Dataset entries
※

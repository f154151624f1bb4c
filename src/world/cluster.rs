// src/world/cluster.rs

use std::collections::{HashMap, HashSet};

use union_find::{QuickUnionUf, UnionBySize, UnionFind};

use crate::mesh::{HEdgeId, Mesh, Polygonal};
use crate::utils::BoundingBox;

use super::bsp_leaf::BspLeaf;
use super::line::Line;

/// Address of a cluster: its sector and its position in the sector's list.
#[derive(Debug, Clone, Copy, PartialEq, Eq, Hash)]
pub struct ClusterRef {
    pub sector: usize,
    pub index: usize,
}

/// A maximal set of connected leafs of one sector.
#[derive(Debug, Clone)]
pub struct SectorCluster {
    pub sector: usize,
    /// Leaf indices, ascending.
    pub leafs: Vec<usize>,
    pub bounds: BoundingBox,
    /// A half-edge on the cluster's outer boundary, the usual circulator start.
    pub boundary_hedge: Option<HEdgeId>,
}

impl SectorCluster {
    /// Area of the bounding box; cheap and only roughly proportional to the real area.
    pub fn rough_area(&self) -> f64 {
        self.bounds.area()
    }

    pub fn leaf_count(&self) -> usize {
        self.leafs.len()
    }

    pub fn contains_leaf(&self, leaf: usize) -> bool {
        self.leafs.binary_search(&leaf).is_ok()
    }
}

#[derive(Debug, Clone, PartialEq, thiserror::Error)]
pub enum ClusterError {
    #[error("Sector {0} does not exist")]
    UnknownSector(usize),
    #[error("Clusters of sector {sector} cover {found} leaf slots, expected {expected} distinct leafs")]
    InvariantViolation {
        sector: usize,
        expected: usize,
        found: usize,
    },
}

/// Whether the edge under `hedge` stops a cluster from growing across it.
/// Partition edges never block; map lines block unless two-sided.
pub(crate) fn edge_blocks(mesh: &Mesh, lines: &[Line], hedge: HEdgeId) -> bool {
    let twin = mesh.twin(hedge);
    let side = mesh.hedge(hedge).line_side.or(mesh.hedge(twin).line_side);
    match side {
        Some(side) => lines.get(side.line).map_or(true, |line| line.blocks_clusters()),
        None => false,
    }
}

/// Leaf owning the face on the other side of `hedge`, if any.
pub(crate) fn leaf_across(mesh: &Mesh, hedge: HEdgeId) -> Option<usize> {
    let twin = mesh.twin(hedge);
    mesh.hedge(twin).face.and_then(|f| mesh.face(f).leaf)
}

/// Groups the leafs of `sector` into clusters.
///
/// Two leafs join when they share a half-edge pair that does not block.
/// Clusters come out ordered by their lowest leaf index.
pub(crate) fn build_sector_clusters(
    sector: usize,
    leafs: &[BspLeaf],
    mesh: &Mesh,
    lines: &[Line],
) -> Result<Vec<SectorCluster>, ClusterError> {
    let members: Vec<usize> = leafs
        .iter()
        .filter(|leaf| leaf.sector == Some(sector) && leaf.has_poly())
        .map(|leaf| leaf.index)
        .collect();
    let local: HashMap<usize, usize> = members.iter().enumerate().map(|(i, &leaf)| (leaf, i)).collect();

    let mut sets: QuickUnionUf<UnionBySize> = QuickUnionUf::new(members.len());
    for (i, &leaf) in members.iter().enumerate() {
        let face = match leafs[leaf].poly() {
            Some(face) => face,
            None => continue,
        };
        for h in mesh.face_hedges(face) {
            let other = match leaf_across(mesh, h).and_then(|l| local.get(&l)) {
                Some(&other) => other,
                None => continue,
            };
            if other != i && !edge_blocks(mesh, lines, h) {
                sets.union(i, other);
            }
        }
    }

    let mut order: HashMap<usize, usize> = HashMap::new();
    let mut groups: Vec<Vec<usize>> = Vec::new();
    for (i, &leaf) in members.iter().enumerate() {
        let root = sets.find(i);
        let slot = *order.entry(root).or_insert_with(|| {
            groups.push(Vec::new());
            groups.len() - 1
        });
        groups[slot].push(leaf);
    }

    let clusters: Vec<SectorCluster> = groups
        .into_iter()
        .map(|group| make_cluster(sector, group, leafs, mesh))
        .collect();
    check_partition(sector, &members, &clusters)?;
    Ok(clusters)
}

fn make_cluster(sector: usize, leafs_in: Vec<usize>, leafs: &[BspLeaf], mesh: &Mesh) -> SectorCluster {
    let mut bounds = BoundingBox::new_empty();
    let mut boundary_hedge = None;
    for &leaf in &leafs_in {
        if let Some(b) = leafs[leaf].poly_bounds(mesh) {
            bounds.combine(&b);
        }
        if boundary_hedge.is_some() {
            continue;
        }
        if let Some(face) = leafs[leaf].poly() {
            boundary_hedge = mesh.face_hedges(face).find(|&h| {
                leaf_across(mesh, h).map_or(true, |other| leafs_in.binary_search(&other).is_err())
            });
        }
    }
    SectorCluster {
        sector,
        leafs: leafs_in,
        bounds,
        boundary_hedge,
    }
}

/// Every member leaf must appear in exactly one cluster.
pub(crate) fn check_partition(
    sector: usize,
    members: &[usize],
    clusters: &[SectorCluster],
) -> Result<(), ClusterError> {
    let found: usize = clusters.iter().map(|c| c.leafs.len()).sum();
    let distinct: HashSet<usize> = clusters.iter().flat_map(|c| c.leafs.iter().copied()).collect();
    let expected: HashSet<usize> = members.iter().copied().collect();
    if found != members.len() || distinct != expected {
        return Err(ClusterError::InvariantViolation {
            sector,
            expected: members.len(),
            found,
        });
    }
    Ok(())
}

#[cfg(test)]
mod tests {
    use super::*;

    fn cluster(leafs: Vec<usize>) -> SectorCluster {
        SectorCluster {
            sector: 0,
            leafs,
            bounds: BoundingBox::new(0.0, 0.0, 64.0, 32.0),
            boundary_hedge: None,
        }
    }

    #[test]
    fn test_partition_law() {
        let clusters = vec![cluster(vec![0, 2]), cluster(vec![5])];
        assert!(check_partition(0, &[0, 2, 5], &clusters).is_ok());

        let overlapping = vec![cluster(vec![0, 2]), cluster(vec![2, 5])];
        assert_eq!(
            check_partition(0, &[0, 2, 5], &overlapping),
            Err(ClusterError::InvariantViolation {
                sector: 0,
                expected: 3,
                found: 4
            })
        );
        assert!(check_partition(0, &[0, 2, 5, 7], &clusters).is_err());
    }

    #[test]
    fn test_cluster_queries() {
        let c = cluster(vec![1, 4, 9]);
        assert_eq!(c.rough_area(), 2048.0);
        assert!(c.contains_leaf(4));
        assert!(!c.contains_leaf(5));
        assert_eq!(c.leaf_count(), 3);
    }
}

※

EXERCISE INSTRUCTIONS - The entries above must be retyped exactly, down to the last character.

EXERCISE RESPONSE -
repository f154151624f1bb4c
filename src/world/cluster.rs
// src/world/cluster.rs

use std::collections::{HashMap, HashSet};

use union_find::{QuickUnionUf, UnionBySize, UnionFind};

use crate::mesh::{HEdgeId, Mesh, Polygonal};
use crate::utils::BoundingBox;

use super::bsp_leaf::BspLeaf;
use super::line::Line;

/// Address of a cluster: its sector and its position in the sector's list.
#[derive(Debug, Clone, Copy, PartialEq, Eq, Hash)]
pub struct ClusterRef {
    pub sector: usize,
    pub index: usize,
}

/// A maximal set of connected leafs of one sector.
#[derive(Debug, Clone)]
pub struct SectorCluster {
    pub sector: usize,
    /// Leaf indices, ascending.
    pub leafs: Vec<usize>,
    pub bounds: BoundingBox,
    /// A half-edge on the cluster's outer boundary, the usual circulator start.
    pub boundary_hedge: Option<HEdgeId>,
}

impl SectorCluster {
    /// Area of the bounding box; cheap and only roughly proportional to the real area.
    pub fn rough_area(&self) -> f64 {
        self.bounds.area()
    }

    pub fn leaf_count(&self) -> usize {
        self.leafs.len()
    }

    pub fn contains_leaf(&self, leaf: usize) -> bool {
        self.leafs.binary_search(&leaf).is_ok()
    }
}

#[derive(Debug, Clone, PartialEq, thiserror::Error)]
pub enum ClusterError {
    #[error("Sector {0} does not exist")]
    UnknownSector(usize),
    #[error("Clusters of sector {sector} cover {found} leaf slots, expected {expected} distinct leafs")]
    InvariantViolation {
        sector: usize,
        expected: usize,
        found: usize,
    },
}

/// Whether the edge under `hedge` stops a cluster from growing across it.
/// Partition edges never block; map lines block unless two-sided.
pub(crate) fn edge_blocks(mesh: &Mesh, lines: &[Line], hedge: HEdgeId) -> bool {
    let twin = mesh.twin(hedge);
    let side = mesh.hedge(hedge).line_side.or(mesh.hedge(twin).line_side);
    match side {
        Some(side) => lines.get(side.line).map_or(true, |line| line.blocks_clusters()),
        None => false,
    }
}

/// Leaf owning the face on the other side of `hedge`, if any.
pub(crate) fn leaf_across(mesh: &Mesh, hedge: HEdgeId) -> Option<usize> {
    let twin = mesh.twin(hedge);
    mesh.hedge(twin).face.and_then(|f| mesh.face(f).leaf)
}

/// Groups the leafs of `sector` into clusters.
///
/// Two leafs join when they share a half-edge pair that does not block.
/// Clusters come out ordered by their lowest leaf index.
pub(crate) fn build_sector_clusters(
    sector: usize,
    leafs: &[BspLeaf],
    mesh: &Mesh,
    lines: &[Line],
) -> Result<Vec<SectorCluster>, ClusterError> {
    let members: Vec<usize> = leafs
        .iter()
        .filter(|leaf| leaf.sector == Some(sector) && leaf.has_poly())
        .map(|leaf| leaf.index)
        .collect();
    let local: HashMap<usize, usize> = members.iter().enumerate().map(|(i, &leaf)| (leaf, i)).collect();

    let mut sets: QuickUnionUf<UnionBySize> = QuickUnionUf::new(members.len());
    for (i, &leaf) in members.iter().enumerate() {
        let face = match leafs[leaf].poly() {
            Some(face) => face,
            None => continue,
        };
        for h in mesh.face_hedges(face) {
            let other = match leaf_across(mesh, h).and_then(|l| local.get(&l)) {
                Some(&other) => other,
                None => continue,
            };
            if other != i && !edge_blocks(mesh, lines, h) {
                sets.union(i, other);
            }
        }
    }

    let mut order: HashMap<usize, usize> = HashMap::new();
    let mut groups: Vec<Vec<usize>> = Vec::new();
    for (i, &leaf) in members.iter().enumerate() {
        let root = sets.find(i);
        let slot = *order.entry(root).or_insert_with(|| {
            groups.push(Vec::new());
            groups.len() - 1
        });
        groups[slot].push(leaf);
    }

    let clusters: Vec<SectorCluster> = groups
        .into_iter()
        .map(|group| make_cluster(sector, group, leafs, mesh))
        .collect();
    check_partition(sector, &members, &clusters)?;
    Ok(clusters)
}

fn make_cluster(sector: usize, leafs_in: Vec<usize>, leafs: &[BspLeaf], mesh: &Mesh) -> SectorCluster {
    let mut bounds = BoundingBox::new_empty();
    let mut boundary_hedge = None;
    for &leaf in &leafs_in {
        if let Some(b) = leafs[leaf].poly_bounds(mesh) {
            bounds.combine(&b);
        }
        if boundary_hedge.is_some() {
            continue;
        }
        if let Some(face) = leafs[leaf].poly() {
            boundary_hedge = mesh.face_hedges(face).find(|&h| {
                leaf_across(mesh, h).map_or(true, |other| leafs_in.binary_search(&other).is_err())
            });
        }
    }
    SectorCluster {
        sector,
        leafs: leafs_in,
        bounds,
        boundary_hedge,
    }
}

/// Every member leaf must appear in exactly one cluster.
pub(crate) fn check_partition(
    sector: usize,
    members: &[usize],
    clusters: &[SectorCluster],
) -> Result<(), ClusterError> {
    let found: usize = clusters.iter().map(|c| c.leafs.len()).sum();
    let distinct: HashSet<usize> = clusters.iter().flat_map(|c| c.leafs.iter().copied()).collect();
    let expected: HashSet<usize> = members.iter().copied().collect();
    if found != members.len() || distinct != expected {
        return Err(ClusterError::InvariantViolation {
            sector,
            expected: members.len(),
            found,
        });
    }
    Ok(())
}

#[cfg(test)]
mod tests {
    use super::*;

    fn cluster(leafs: Vec<usize>) -> SectorCluster {
        SectorCluster {
            sector: 0,
            leafs,
            bounds: BoundingBox::new(0.0, 0.0, 64.0, 32.0),
            boundary_hedge: None,
        }
    }

    #[test]
    fn test_partition_law() {
        let clusters = vec![cluster(vec![0, 2]), cluster(vec![5])];
        assert!(check_partition(0, &[0, 2, 5], &clusters).is_ok());

        let overlapping = vec![cluster(vec![0, 2]), cluster(vec![2, 5])];
        assert_eq!(
            check_partition(0, &[0, 2, 5], &overlapping),
            Err(ClusterError::InvariantViolation {
                sector: 0,
                expected: 3,
                found: 4
            })
        );
        assert!(check_partition(0, &[0, 2, 5, 7], &clusters).is_err());
    }

    #[test]
    fn test_cluster_queries() {
        let c = cluster(vec![1, 4, 9]);
        assert_eq!(c.rough_area(), 2048.0);
        assert!(c.contains_leaf(4));
        assert!(!c.contains_leaf(5));
        assert_eq!(c.leaf_count(), 3);
    }
}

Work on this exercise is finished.